[Task requirements] Return exactly the lines below, starting with the one that has "use std::sync::Arc;" and going on through the one that has "use crate::store::InsertOutcome;".

· · · ·

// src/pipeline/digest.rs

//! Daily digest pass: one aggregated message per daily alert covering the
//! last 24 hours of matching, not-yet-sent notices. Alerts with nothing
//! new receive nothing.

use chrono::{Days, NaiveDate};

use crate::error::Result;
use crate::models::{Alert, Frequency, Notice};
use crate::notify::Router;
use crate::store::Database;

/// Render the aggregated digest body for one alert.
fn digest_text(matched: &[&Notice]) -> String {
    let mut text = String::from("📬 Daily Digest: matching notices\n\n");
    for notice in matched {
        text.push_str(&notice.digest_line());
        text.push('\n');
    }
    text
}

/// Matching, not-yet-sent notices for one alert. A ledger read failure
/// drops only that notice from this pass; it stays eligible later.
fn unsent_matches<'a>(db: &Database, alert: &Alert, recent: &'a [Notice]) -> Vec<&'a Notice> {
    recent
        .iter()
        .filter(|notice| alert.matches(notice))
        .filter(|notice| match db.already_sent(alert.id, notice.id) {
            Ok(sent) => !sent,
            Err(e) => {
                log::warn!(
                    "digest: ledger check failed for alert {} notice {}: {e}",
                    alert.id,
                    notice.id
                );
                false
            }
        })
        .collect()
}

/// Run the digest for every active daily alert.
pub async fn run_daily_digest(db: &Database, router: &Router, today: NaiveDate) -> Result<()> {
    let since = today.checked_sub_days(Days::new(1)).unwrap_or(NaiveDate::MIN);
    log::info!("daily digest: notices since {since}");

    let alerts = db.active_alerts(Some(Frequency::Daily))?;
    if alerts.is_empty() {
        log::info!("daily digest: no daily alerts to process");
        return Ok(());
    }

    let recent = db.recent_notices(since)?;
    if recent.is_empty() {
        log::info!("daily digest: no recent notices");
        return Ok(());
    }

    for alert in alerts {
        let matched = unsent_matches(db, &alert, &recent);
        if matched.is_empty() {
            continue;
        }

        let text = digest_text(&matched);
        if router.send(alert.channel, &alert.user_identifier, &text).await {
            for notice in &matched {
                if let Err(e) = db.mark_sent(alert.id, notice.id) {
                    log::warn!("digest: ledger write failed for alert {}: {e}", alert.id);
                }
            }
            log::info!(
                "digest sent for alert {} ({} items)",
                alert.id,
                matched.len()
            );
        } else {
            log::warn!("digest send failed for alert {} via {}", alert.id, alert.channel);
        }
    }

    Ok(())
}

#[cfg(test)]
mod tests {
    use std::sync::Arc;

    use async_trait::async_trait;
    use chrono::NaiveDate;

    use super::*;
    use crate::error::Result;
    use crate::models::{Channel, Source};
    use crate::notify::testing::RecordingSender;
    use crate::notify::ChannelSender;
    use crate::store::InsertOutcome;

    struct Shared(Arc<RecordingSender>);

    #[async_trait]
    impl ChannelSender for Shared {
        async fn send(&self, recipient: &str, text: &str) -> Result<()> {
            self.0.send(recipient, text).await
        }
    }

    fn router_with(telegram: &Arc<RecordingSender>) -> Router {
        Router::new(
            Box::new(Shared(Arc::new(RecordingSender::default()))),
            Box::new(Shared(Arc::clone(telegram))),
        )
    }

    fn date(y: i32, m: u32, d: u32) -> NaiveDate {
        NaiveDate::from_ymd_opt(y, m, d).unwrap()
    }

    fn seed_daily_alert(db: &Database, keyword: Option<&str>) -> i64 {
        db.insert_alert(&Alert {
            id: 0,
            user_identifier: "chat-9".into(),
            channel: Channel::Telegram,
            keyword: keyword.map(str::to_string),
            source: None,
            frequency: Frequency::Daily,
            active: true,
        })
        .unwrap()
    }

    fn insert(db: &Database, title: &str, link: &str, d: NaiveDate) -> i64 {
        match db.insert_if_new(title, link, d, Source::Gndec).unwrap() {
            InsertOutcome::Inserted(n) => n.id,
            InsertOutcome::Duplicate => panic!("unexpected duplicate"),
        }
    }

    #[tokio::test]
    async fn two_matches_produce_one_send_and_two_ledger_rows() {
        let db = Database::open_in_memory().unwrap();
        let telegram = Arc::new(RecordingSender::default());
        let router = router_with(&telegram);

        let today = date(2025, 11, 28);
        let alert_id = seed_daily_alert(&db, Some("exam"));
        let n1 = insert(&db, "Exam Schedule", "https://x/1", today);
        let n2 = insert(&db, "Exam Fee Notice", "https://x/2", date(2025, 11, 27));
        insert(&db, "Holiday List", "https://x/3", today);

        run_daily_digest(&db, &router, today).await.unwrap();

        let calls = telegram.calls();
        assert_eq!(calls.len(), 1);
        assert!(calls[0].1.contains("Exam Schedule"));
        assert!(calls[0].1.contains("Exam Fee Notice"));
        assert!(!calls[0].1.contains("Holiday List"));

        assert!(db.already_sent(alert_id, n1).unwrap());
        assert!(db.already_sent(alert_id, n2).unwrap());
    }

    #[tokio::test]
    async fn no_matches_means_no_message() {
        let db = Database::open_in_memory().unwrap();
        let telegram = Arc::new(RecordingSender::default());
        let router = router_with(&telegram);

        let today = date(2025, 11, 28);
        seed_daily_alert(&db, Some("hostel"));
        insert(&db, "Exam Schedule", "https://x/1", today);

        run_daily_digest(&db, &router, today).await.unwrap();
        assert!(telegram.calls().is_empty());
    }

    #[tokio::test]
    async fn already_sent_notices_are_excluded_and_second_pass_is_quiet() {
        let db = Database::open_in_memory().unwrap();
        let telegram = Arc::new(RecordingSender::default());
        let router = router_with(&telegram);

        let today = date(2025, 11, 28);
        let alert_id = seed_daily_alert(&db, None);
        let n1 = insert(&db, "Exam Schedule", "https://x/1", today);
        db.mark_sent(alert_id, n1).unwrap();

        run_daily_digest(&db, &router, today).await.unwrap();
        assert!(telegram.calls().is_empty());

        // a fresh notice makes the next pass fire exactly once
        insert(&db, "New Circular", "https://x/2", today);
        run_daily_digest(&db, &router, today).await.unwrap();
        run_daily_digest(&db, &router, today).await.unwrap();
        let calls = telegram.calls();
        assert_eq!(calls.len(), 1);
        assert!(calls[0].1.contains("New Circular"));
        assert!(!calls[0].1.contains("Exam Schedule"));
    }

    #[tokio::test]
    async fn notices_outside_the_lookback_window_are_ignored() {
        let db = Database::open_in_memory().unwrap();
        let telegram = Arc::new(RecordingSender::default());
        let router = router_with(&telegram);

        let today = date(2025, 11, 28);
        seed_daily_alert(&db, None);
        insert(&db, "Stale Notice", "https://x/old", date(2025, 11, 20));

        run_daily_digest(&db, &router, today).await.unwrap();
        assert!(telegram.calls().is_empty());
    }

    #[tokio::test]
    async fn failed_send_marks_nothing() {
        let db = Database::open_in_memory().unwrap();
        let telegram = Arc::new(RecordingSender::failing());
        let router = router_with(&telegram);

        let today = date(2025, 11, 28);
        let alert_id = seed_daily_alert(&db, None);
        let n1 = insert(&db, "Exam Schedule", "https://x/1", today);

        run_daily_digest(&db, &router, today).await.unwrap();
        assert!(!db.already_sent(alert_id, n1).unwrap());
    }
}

· · · ·

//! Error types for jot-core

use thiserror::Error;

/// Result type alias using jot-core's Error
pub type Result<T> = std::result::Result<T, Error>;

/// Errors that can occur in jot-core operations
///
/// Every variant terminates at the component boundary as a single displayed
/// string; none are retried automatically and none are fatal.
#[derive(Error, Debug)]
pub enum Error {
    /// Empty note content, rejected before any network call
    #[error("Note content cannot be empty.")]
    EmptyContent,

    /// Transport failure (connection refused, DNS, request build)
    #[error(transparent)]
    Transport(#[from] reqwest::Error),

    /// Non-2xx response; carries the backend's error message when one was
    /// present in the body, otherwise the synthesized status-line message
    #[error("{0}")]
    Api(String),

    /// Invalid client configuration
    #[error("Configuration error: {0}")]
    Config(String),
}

· · · ·

[Answer]
    use std::sync::Arc;

    use async_trait::async_trait;
    use chrono::NaiveDate;

    use super::*;
    use crate::error::Result;
    use crate::models::{Channel, Source};
    use crate::notify::testing::RecordingSender;
    use crate::notify::ChannelSender;
    use crate::store::InsertOutcome;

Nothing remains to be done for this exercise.